For nearly 40 years, Camarata served as an instructor and chair of the department of art at Stanislaus State. He and founding faculty member Parton structured the department, then oversaw it “like a feisty bird guarding the nest,” says a university memo to staff about the death.
He was a Stanislaus State professor emeritus at the time of his death and very involved in the Turlock arts community.
“He was very much paternal and watched out for everybody, and always willing to go toe-to-toe with the administration for all the right reasons – always for the students,” said Roxanne Robbin, current chair of the department of art, who was hired by Camarata in 1990.
“He operated on such a high level in terms of ideas, engagement and expectations of colleagues and students, but did it in such a way that everybody wanted to live up to it,” she said.
“I think of him like the Italian father, the godfather – all the good parts of that in terms of his paternalism. He really did take care of everyone,” Robbin said.
Camarata, renowned nationally as a printmaker, died just days after turning 81 on June 11. He is survived by his wife, Geraldine, and daughters Lauren and Michelle.
A native of Rochester, N.Y., Camarata studied at the University of Rochester and the State University at Buffalo, N.Y., and earned his master’s in art from New York University in 1957.
It was while studying in Buffalo that Camarata met Parton, who made sure Camarata was the Stanislaus department’s second hire, and the two went about building the university’s art program from scratch when the campus moved away from the county fairground site.
He was a great chess player administratively.
Roxanne Robbin
chair of the CSUS Department of Art“He was a great artist and there’s no two ways about it,” Parton said. “We were as close as brothers. He was a student of mine at Buffalo State and then I was the best man at his wedding.”
Parton was the department chair for seven years, handing the duties to Camarata around 1971.
“Marty and Ralf designed and built both the academic program and the facility,” said Richard Savini, who was hired by Camarata in 1983 and continues to teach painting and drawing. “That’s no small task. What they figured out was all the things that went with the standards and the dimensions of the process. They were very serious about establishing and maintaining standards in art education.”

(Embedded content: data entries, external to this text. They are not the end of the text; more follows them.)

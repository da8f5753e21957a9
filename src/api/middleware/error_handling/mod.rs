//! Error response normalization
//!
//! - config.rs: what is logged and what is shown
//! - middleware.rs: tower layer rewriting error responses
//! - sanitizers.rs: message redaction and the envelope builder
//! - utils.rs: logging and database error mapping

pub mod config;
pub mod middleware;
pub mod sanitizers;
pub mod utils;

pub use config::ErrorHandlingConfig;
pub use middleware::{ErrorHandlingLayer, ErrorHandlingService};
pub use sanitizers::ErrorSanitizer;
pub use utils::{DatabaseErrorUtils, ErrorUtils};
/// Sanitizer and rule-set benchmarks
/// Measures request cleaning cost for typical and worst-case payloads
use criterion::{criterion_group, criterion_main, BenchmarkId, Criterion, Throughput};
use serde_json::{json, Map, Value};
use std::hint::black_box;
use std::time::Duration;

use roomielab_api::api::middleware::input_sanitization::{
    rule_sets::{DESIGN_CREATE, PROJECT_CREATE},
    SanitizationConfig, Sanitizer,
};
use roomielab_api::{is_safe_url, sanitize_string};

fn canvas(objects: usize) -> Value {
    let mut layers = Map::new();
    for i in 0..objects {
        layers.insert(
            format!("layer_{}", i),
            json!({
                "label": format!("<b>Layer {}</b>", i),
                "position": {"x": i, "y": 0, "z": i * 2},
                "tags": ["wood", "oak", "<script>x</script>"],
            }),
        );
    }
    Value::Object(layers)
}

fn string_benchmarks(c: &mut Criterion) {
    let mut group = c.benchmark_group("sanitize_string");
    group.measurement_time(Duration::from_secs(5));

    let inputs = [
        ("plain", "Cozy living room with a reading corner".to_string()),
        ("markup", "<p>Cozy <b>living</b> room</p><script>alert(1)</script>".repeat(10)),
        ("oversized", "x".repeat(10_000)),
    ];
    for (name, input) in inputs.iter() {
        group.throughput(Throughput::Bytes(input.len() as u64));
        group.bench_with_input(BenchmarkId::from_parameter(name), input, |b, s| {
            b.iter(|| sanitize_string(black_box(s)))
        });
    }
    group.finish();
}

fn object_benchmarks(c: &mut Criterion) {
    let config = SanitizationConfig::default();
    let mut group = c.benchmark_group("sanitize_object");

    for objects in [10, 100, 1000].iter() {
        let value = canvas(*objects);
        group.throughput(Throughput::Bytes(Sanitizer::serialized_size(&value) as u64));
        group.bench_with_input(BenchmarkId::new("canvas", objects), &value, |b, v| {
            b.iter(|| Sanitizer::sanitize_object(black_box(v), &config))
        });
    }
    group.finish();
}

fn rule_set_benchmarks(c: &mut Criterion) {
    let config = SanitizationConfig::default();
    let mut group = c.benchmark_group("rule_sets");

    let project = json!({
        "name": "  <i>Loft</i> renovation ",
        "description": "Open plan with a mezzanine",
        "roomType": "living_room",
        "tags": ["industrial", "", "<b>brick</b>"],
        "isPublic": false,
    });
    group.bench_function("project_create", |b| {
        b.iter(|| PROJECT_CREATE.evaluate(black_box(&project), &config))
    });

    let design = json!({
        "projectId": "3f2a9c1e0b7d4e5f8a6b2c1d0e9f8a7b",
        "name": "First pass",
        "canvasData": canvas(100),
        "imageUrl": "https://cdn.example.com/designs/first.png",
    });
    group.bench_function("design_create", |b| {
        b.iter(|| DESIGN_CREATE.evaluate(black_box(&design), &config))
    });
    group.finish();
}

fn url_benchmarks(c: &mut Criterion) {
    let mut group = c.benchmark_group("is_safe_url");
    for url in [
        "https://cdn.example.com/models/chair.glb",
        "http://10.0.0.4/admin",
        "javascript:alert(1)",
    ]
    .iter()
    {
        group.bench_with_input(BenchmarkId::from_parameter(url), url, |b, u| {
            b.iter(|| is_safe_url(black_box(u), true))
        });
    }
    group.finish();
}

criterion_group!(
    benches,
    string_benchmarks,
    object_benchmarks,
    rule_set_benchmarks,
    url_benchmarks
);
criterion_main!(benches);
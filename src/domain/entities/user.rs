use chrono::{DateTime, Utc};
use serde::{Deserialize, Serialize};
use serde_json::{Map, Value};
use utoipa::ToSchema;

/// Profile document kept under `users/{uid}`
#[derive(Debug, Clone, PartialEq, Serialize, Deserialize, ToSchema)]
#[serde(rename_all = "camelCase")]
pub struct UserProfile {
    pub uid: String,
    pub email: String,
    pub display_name: String,
    #[serde(default)]
    pub phone_number: Option<String>,
    #[serde(default)]
    pub profile_image_url: Option<String>,
    #[serde(default)]
    #[schema(value_type = Object)]
    pub preferences: Map<String, Value>,
    pub created_at: DateTime<Utc>,
    pub updated_at: DateTime<Utc>,
    #[serde(default)]
    pub last_login: Option<DateTime<Utc>>,
}

impl UserProfile {
    pub fn new(
        uid: impl Into<String>,
        email: impl Into<String>,
        display_name: impl Into<String>,
    ) -> Self {
        let now = Utc::now();
        Self {
            uid: uid.into(),
            email: email.into(),
            display_name: display_name.into(),
            phone_number: None,
            profile_image_url: None,
            preferences: Map::new(),
            created_at: now,
            updated_at: now,
            last_login: Some(now),
        }
    }

    /// Fields other users may see
    pub fn public(&self, include_email: bool) -> PublicProfile {
        PublicProfile {
            uid: self.uid.clone(),
            display_name: self.display_name.clone(),
            email: include_email.then(|| self.email.clone()),
            profile_image_url: self.profile_image_url.clone(),
        }
    }
}

#[derive(Debug, Clone, PartialEq, Serialize, Deserialize, ToSchema)]
#[serde(rename_all = "camelCase")]
pub struct PublicProfile {
    pub uid: String,
    pub display_name: String,
    #[serde(skip_serializing_if = "Option::is_none")]
    pub email: Option<String>,
    pub profile_image_url: Option<String>,
}

#[derive(Debug, Clone, Copy, Default, PartialEq, Eq, Serialize, Deserialize, ToSchema)]
#[serde(rename_all = "camelCase")]
pub struct UserStats {
    pub projects_count: usize,
    pub designs_count: usize,
    pub favorites_count: usize,
}

#[cfg(test)]
mod tests {
    use super::*;

    #[test]
    fn test_public_profile_hides_private_fields() {
        let mut profile = UserProfile::new("u1", "ann@example.com", "Ann");
        profile.phone_number = Some("+15551234567".to_string());

        let public = serde_json::to_value(profile.public(false)).unwrap();
        assert!(public.get("email").is_none());
        assert!(public.get("phoneNumber").is_none());
        assert_eq!(public["displayName"], "Ann");

        let with_email = profile.public(true);
        assert_eq!(with_email.email.as_deref(), Some("ann@example.com"));
    }
}
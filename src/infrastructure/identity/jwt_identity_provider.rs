use std::sync::Arc;

use async_trait::async_trait;
use chrono::{DateTime, Duration, Utc};
use jsonwebtoken::errors::ErrorKind;
use jsonwebtoken::{decode, encode, Algorithm, DecodingKey, EncodingKey, Header, Validation};
use serde::{Deserialize, Serialize};
use serde_json::json;
use tracing::{debug, info, warn};
use uuid::Uuid;

use super::password::{digest_code, generate_reset_code, hash_password, verify_password};
use crate::application::ports::{
    to_document_data, AccountUpdate, DocumentStore, IdentityError, IdentityProvider,
    IdentityRecord, IssuedToken, NewAccount, Query, WriteMode,
};
use crate::domain::authorization::Identity;
use crate::domain::entities::collections;

#[derive(Debug, Serialize, Deserialize)]
struct Claims {
    sub: String,
    email: String,
    #[serde(default)]
    name: Option<String>,
    iat: i64,
    exp: i64,
}

/// Stored under `auth_accounts/{uid}`
#[derive(Debug, Clone, Serialize, Deserialize)]
#[serde(rename_all = "camelCase")]
struct AuthAccount {
    #[serde(default, skip_serializing_if = "String::is_empty")]
    id: String,
    email: String,
    display_name: String,
    password_hash: String,
    #[serde(default)]
    photo_url: Option<String>,
    #[serde(default)]
    disabled: bool,
    created_at: DateTime<Utc>,
}

impl AuthAccount {
    fn record(&self) -> IdentityRecord {
        IdentityRecord {
            uid: self.id.clone(),
            email: self.email.clone(),
            display_name: self.display_name.clone(),
            photo_url: self.photo_url.clone(),
            disabled: self.disabled,
        }
    }
}

/// Stored under `password_resets/{sha256(code)}`
#[derive(Debug, Serialize, Deserialize)]
#[serde(rename_all = "camelCase")]
struct PasswordReset {
    uid: String,
    email: String,
    expires_at: DateTime<Utc>,
}

#[derive(Debug, Clone)]
pub struct IdentitySettings {
    pub jwt_secret: String,
    pub token_ttl: Duration,
    pub password_reset_url: String,
    pub password_reset_ttl: Duration,
}

/// HS256 bearer tokens over credential records kept in the document store
pub struct JwtIdentityProvider {
    store: Arc<dyn DocumentStore>,
    settings: IdentitySettings,
    encoding_key: EncodingKey,
    decoding_key: DecodingKey,
}

impl JwtIdentityProvider {
    pub fn new(store: Arc<dyn DocumentStore>, settings: IdentitySettings) -> Self {
        let encoding_key = EncodingKey::from_secret(settings.jwt_secret.as_bytes());
        let decoding_key = DecodingKey::from_secret(settings.jwt_secret.as_bytes());
        Self {
            store,
            settings,
            encoding_key,
            decoding_key,
        }
    }

    async fn account(&self, uid: &str) -> Result<Option<AuthAccount>, IdentityError> {
        match self.store.get(collections::AUTH_ACCOUNTS, uid).await? {
            Some(doc) => Ok(Some(doc.into_entity()?)),
            None => Ok(None),
        }
    }

    async fn account_by_email(&self, email: &str) -> Result<Option<AuthAccount>, IdentityError> {
        let query = Query::new().where_eq("email", email.to_lowercase()).limit(1);
        let docs = self.store.query(collections::AUTH_ACCOUNTS, &query).await?;
        match docs.into_iter().next() {
            Some(doc) => Ok(Some(doc.into_entity()?)),
            None => Ok(None),
        }
    }

    fn decode_claims(&self, token: &str) -> Result<Claims, IdentityError> {
        let mut validation = Validation::new(Algorithm::HS256);
        validation.validate_exp = true;
        validation.leeway = 0;

        decode::<Claims>(token, &self.decoding_key, &validation)
            .map(|data| data.claims)
            .map_err(|e| match e.kind() {
                ErrorKind::ExpiredSignature => IdentityError::TokenExpired,
                _ => IdentityError::InvalidToken(e.to_string()),
            })
    }

    /// Sign a token with explicit timestamps
    fn sign(&self, record: &IdentityRecord, issued_at: DateTime<Utc>) -> Result<IssuedToken, IdentityError> {
        let expires_at = issued_at + self.settings.token_ttl;
        let claims = Claims {
            sub: record.uid.clone(),
            email: record.email.clone(),
            name: Some(record.display_name.clone()),
            iat: issued_at.timestamp(),
            exp: expires_at.timestamp(),
        };

        let token = encode(&Header::new(Algorithm::HS256), &claims, &self.encoding_key)
            .map_err(|e| IdentityError::Signing(e.to_string()))?;

        Ok(IssuedToken { token, expires_at })
    }
}
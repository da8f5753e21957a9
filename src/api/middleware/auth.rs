use std::sync::Arc;

use axum::{
    extract::{Request, State},
    http::{header, HeaderMap},
    middleware::Next,
    response::Response,
};

use crate::api::errors::ApiError;
use crate::application::ports::IdentityProvider;

/// Outcome of reading the `Authorization` header
#[derive(Debug, PartialEq, Eq)]
pub enum BearerToken<'a> {
    Missing,
    Malformed,
    Present(&'a str),
}

impl<'a> BearerToken<'a> {
    pub fn from_headers(headers: &'a HeaderMap) -> Self {
        let Some(value) = headers.get(header::AUTHORIZATION) else {
            return Self::Missing;
        };
        let Ok(value) = value.to_str() else {
            return Self::Malformed;
        };
        match value.strip_prefix("Bearer ").map(str::trim) {
            Some(token) if !token.is_empty() => Self::Present(token),
            _ => Self::Malformed,
        }
    }
}

/// Verifies the bearer token and attaches the caller's `Identity`
///
/// Mounted with `from_fn_with_state` on the protected sub-routers; a
/// rejected request never reaches its handler.
pub async fn require_auth(
    State(identity): State<Arc<dyn IdentityProvider>>,
    mut request: Request,
    next: Next,
) -> Result<Response, ApiError> {
    let path = request.uri().path().to_string();

    let token = match BearerToken::from_headers(request.headers()) {
        BearerToken::Missing => {
            tracing::debug!(path = %path, "Rejected request without token");
            return Err(ApiError::unauthorized("No token provided"));
        }
        BearerToken::Malformed => {
            tracing::debug!(path = %path, "Rejected malformed authorization header");
            return Err(ApiError::unauthorized("Invalid token format"));
        }
        BearerToken::Present(token) => token.to_string(),
    };

    match identity.verify_token(&token).await {
        Ok(caller) => {
            request.extensions_mut().insert(caller);
            Ok(next.run(request).await)
        }
        Err(e) => {
            tracing::debug!(path = %path, error = %e, "Token verification failed");
            Err(ApiError::unauthorized("Invalid or expired token"))
        }
    }
}
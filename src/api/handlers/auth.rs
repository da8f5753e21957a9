use axum::{
    extract::State,
    http::StatusCode,
    response::Json,
    Extension,
};
use serde::Serialize;
use utoipa::ToSchema;

use crate::api::errors::ApiError;
use crate::api::extract::JsonBody;
use crate::api::middleware::input_sanitization::rule_sets::{
    USER_CHANGE_PASSWORD, USER_FORGOT_PASSWORD, USER_LOGIN, USER_RESET_PASSWORD, USER_SIGNUP,
    USER_UPDATE_PROFILE,
};
use crate::api::response::{ApiResponse, MessageResponse};
use crate::api::router::AppState;
use crate::application::dto::{
    AuthSession, ChangePasswordRequest, EmailRequest, LoginRequest, ResetPasswordRequest,
    SignupRequest, UpdateProfileRequest,
};
use crate::domain::authorization::Identity;
use crate::domain::entities::UserProfile;

/// Reset link, only echoed back outside production
#[derive(Serialize, ToSchema)]
pub struct ResetLink {
    pub link: String,
}

/// POST /api/auth/signup
#[utoipa::path(
    post,
    path = "/api/auth/signup",
    tag = "auth",
    request_body = SignupRequest,
    responses(
        (status = 201, description = "Account created", body = ApiResponse<AuthSession>),
        (status = 400, description = "Validation failed"),
        (status = 409, description = "Email already in use")
    )
)]
pub async fn signup_handler(
    State(state): State<AppState>,
    JsonBody(body): JsonBody,
) -> Result<(StatusCode, Json<ApiResponse<AuthSession>>), ApiError> {
    let request: SignupRequest = state.validator.validate(&USER_SIGNUP, &body)?;
    let session = state.accounts.signup(request).await?;
    Ok((
        StatusCode::CREATED,
        ApiResponse::with_message("User registered successfully", session),
    ))
}

/// POST /api/auth/login
#[utoipa::path(
    post,
    path = "/api/auth/login",
    tag = "auth",
    request_body = LoginRequest,
    responses(
        (status = 200, description = "Logged in", body = ApiResponse<AuthSession>),
        (status = 401, description = "Invalid email or password"),
        (status = 403, description = "Account disabled")
    )
)]
pub async fn login_handler(
    State(state): State<AppState>,
    JsonBody(body): JsonBody,
) -> Result<Json<ApiResponse<AuthSession>>, ApiError> {
    let request: LoginRequest = state.validator.validate(&USER_LOGIN, &body)?;
    let session = state.accounts.login(request).await?;
    Ok(ApiResponse::with_message("Login successful", session))
}

/// POST /api/auth/logout
/// Tokens are stateless; the client drops its copy
#[utoipa::path(
    post,
    path = "/api/auth/logout",
    tag = "auth",
    responses((status = 200, description = "Logged out", body = MessageResponse))
)]
pub async fn logout_handler() -> Json<MessageResponse> {
    MessageResponse::new("Logged out successfully")
}

/// POST /api/auth/forgot-password
#[utoipa::path(
    post,
    path = "/api/auth/forgot-password",
    tag = "auth",
    request_body = EmailRequest,
    responses(
        (status = 200, description = "Reset link generated", body = ApiResponse<ResetLink>),
        (status = 404, description = "No user found with this email")
    )
)]
pub async fn forgot_password_handler(
    State(state): State<AppState>,
    JsonBody(body): JsonBody,
) -> Result<Json<ApiResponse<ResetLink>>, ApiError> {
    let request: EmailRequest = state.validator.validate(&USER_FORGOT_PASSWORD, &body)?;
    let link = state.accounts.forgot_password(&request.email).await?;

    let data = (!state.config.is_production()).then_some(ResetLink { link });
    Ok(Json(ApiResponse {
        success: true,
        message: Some("Password reset email sent".to_string()),
        data,
    }))
}

/// POST /api/auth/reset-password
#[utoipa::path(
    post,
    path = "/api/auth/reset-password",
    tag = "auth",
    request_body = ResetPasswordRequest,
    responses(
        (status = 200, description = "Password reset", body = MessageResponse),
        (status = 400, description = "Invalid or expired reset code")
    )
)]
pub async fn reset_password_handler(
    State(state): State<AppState>,
    JsonBody(body): JsonBody,
) -> Result<Json<MessageResponse>, ApiError> {
    let request: ResetPasswordRequest = state.validator.validate(&USER_RESET_PASSWORD, &body)?;
    state.accounts.reset_password(request).await?;
    Ok(MessageResponse::new("Password reset successfully"))
}

/// GET /api/auth/profile
#[utoipa::path(
    get,
    path = "/api/auth/profile",
    tag = "auth",
    security(("bearer_auth" = [])),
    responses(
        (status = 200, description = "Caller's profile", body = ApiResponse<UserProfile>),
        (status = 404, description = "User not found")
    )
)]
pub async fn get_profile_handler(
    State(state): State<AppState>,
    Extension(caller): Extension<Identity>,
) -> Result<Json<ApiResponse<UserProfile>>, ApiError> {
    let profile = state.users.profile(&caller.uid).await?;
    Ok(ApiResponse::data(profile))
}

/// PUT /api/auth/profile
#[utoipa::path(
    put,
    path = "/api/auth/profile",
    tag = "auth",
    security(("bearer_auth" = [])),
    request_body = UpdateProfileRequest,
    responses(
        (status = 200, description = "Profile updated", body = ApiResponse<UserProfile>),
        (status = 400, description = "Validation failed")
    )
)]
pub async fn update_profile_handler(
    State(state): State<AppState>,
    Extension(caller): Extension<Identity>,
    JsonBody(body): JsonBody,
) -> Result<Json<ApiResponse<UserProfile>>, ApiError> {
    let request: UpdateProfileRequest = state.validator.validate(&USER_UPDATE_PROFILE, &body)?;
    let profile = state.users.update_profile(&caller.uid, request).await?;
    Ok(ApiResponse::with_message("Profile updated successfully", profile))
}

/// DELETE /api/auth/account
#[utoipa::path(
    delete,
    path = "/api/auth/account",
    tag = "auth",
    security(("bearer_auth" = [])),
    responses(
        (status = 200, description = "Account and owned documents removed", body = MessageResponse),
        (status = 500, description = "Cascade stopped part way")
    )
)]
pub async fn delete_account_handler(
    State(state): State<AppState>,
    Extension(caller): Extension<Identity>,
) -> Result<Json<MessageResponse>, ApiError> {
    state.accounts.delete_account(&caller.uid).await?;
    Ok(MessageResponse::new("Account deleted successfully"))
}

/// POST /api/auth/change-password
#[utoipa::path(
    post,
    path = "/api/auth/change-password",
    tag = "auth",
    security(("bearer_auth" = [])),
    request_body = ChangePasswordRequest,
    responses(
        (status = 200, description = "Password changed", body = MessageResponse),
        (status = 400, description = "Validation failed")
    )
)]
pub async fn change_password_handler(
    State(state): State<AppState>,
    Extension(caller): Extension<Identity>,
    JsonBody(body): JsonBody,
) -> Result<Json<MessageResponse>, ApiError> {
    let request: ChangePasswordRequest = state.validator.validate(&USER_CHANGE_PASSWORD, &body)?;
    state
        .accounts
        .change_password(&caller.uid, &request.new_password)
        .await?;
    Ok(MessageResponse::new("Password changed successfully"))
}

/// GET /api/auth/verify-token
#[utoipa::path(
    get,
    path = "/api/auth/verify-token",
    tag = "auth",
    security(("bearer_auth" = [])),
    responses(
        (status = 200, description = "Token is valid", body = ApiResponse<Identity>),
        (status = 401, description = "Invalid or expired token")
    )
)]
pub async fn verify_token_handler(
    Extension(caller): Extension<Identity>,
) -> Json<ApiResponse<Identity>> {
    ApiResponse::with_message("Token is valid", caller)
}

Camarata’s printwork has exhibited nationally, including the Philadelphia Museum and the Smithsonian Institution. He earned a Fulbright grant in painting and printmaking and used it to study in Rome, and also was awarded a Lily Foundation Summer Grant from Stanford.
Later in his artistic career, he embraced the computer as a creative tool and began to celebrate the endless possibilities of textures, colors, patterns and combinations of imagery generated by digital manipulation.
“He developed the program and he shepherded it through a lot of different times,” Robbin said. “He never compromised, so when you look at the facilities, yes, they’re 50 years old, but everything from the machinery to the type of floor he had put in is very much useful.”
No public services are planned. The family encourages memorial donations in Camarata’s name to the Stanislaus State art department printmaking fund and to Turlock’s Carnegie Arts Center.